- **What is needed**: Look through the data below for the string "struct", and copy every line where it turns up.

- **Provided data**:

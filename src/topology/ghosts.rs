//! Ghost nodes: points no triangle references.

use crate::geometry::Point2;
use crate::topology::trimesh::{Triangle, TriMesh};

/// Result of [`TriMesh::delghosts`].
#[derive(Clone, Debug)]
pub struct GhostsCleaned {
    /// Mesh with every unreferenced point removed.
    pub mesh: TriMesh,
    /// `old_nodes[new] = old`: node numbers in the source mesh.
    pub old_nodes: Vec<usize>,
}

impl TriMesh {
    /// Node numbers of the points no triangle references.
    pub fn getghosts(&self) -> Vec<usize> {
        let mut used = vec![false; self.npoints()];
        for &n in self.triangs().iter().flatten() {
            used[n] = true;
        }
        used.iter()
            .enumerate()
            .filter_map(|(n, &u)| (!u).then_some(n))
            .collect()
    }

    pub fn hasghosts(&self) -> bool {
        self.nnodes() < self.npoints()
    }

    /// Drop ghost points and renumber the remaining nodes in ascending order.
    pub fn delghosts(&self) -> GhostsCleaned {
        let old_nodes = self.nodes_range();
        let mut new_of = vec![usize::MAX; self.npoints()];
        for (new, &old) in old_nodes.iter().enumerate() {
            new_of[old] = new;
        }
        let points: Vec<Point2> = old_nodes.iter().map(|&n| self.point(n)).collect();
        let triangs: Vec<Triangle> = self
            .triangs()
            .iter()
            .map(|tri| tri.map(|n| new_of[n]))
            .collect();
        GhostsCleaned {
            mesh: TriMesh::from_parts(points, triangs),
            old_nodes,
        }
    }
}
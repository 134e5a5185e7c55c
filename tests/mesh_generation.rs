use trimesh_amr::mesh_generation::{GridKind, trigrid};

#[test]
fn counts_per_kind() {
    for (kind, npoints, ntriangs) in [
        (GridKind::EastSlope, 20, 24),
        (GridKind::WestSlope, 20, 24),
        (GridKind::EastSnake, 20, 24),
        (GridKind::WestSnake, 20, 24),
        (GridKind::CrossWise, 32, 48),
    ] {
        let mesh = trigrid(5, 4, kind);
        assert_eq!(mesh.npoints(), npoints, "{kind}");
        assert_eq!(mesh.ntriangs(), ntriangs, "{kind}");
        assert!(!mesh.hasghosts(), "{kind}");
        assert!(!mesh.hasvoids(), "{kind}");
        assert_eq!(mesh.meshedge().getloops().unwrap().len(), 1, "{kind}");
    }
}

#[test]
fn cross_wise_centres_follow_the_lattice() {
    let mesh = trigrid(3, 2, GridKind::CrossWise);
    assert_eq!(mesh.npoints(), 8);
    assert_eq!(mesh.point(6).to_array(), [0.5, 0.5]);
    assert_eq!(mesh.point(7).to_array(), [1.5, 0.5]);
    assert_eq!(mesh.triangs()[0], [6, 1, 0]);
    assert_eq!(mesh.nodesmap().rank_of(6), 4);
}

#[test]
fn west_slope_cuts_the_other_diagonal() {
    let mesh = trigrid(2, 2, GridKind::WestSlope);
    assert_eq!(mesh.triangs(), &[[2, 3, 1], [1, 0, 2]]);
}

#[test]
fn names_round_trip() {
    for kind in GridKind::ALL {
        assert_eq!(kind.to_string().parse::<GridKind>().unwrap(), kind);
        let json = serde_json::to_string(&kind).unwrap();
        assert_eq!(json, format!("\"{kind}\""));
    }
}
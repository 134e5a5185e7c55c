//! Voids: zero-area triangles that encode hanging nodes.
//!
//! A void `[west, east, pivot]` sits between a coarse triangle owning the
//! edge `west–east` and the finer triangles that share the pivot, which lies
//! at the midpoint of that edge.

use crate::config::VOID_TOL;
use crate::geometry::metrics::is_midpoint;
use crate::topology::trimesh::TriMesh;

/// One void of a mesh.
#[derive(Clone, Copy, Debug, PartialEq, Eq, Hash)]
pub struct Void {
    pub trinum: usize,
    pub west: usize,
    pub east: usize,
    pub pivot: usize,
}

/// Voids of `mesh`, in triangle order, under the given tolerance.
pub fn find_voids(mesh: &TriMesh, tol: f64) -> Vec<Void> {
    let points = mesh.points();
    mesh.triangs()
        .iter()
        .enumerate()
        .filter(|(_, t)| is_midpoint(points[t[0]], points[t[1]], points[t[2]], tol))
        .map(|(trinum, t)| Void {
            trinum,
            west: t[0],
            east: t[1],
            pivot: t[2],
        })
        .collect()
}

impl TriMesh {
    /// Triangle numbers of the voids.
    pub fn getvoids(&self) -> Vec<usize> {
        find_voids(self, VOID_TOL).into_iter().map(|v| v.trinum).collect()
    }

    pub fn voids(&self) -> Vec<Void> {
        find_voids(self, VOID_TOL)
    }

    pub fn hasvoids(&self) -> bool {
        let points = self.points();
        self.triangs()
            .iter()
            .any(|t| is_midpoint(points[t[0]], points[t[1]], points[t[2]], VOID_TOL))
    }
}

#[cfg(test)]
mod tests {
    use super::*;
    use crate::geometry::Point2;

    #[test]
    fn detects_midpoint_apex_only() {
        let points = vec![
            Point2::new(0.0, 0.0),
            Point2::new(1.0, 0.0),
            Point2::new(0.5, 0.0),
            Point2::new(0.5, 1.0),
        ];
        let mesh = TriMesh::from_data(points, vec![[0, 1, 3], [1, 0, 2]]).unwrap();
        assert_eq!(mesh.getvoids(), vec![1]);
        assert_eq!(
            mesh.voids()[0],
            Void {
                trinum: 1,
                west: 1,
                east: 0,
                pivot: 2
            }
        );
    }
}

- **Answer box**:
pub struct GhostsCleaned {
pub struct Void {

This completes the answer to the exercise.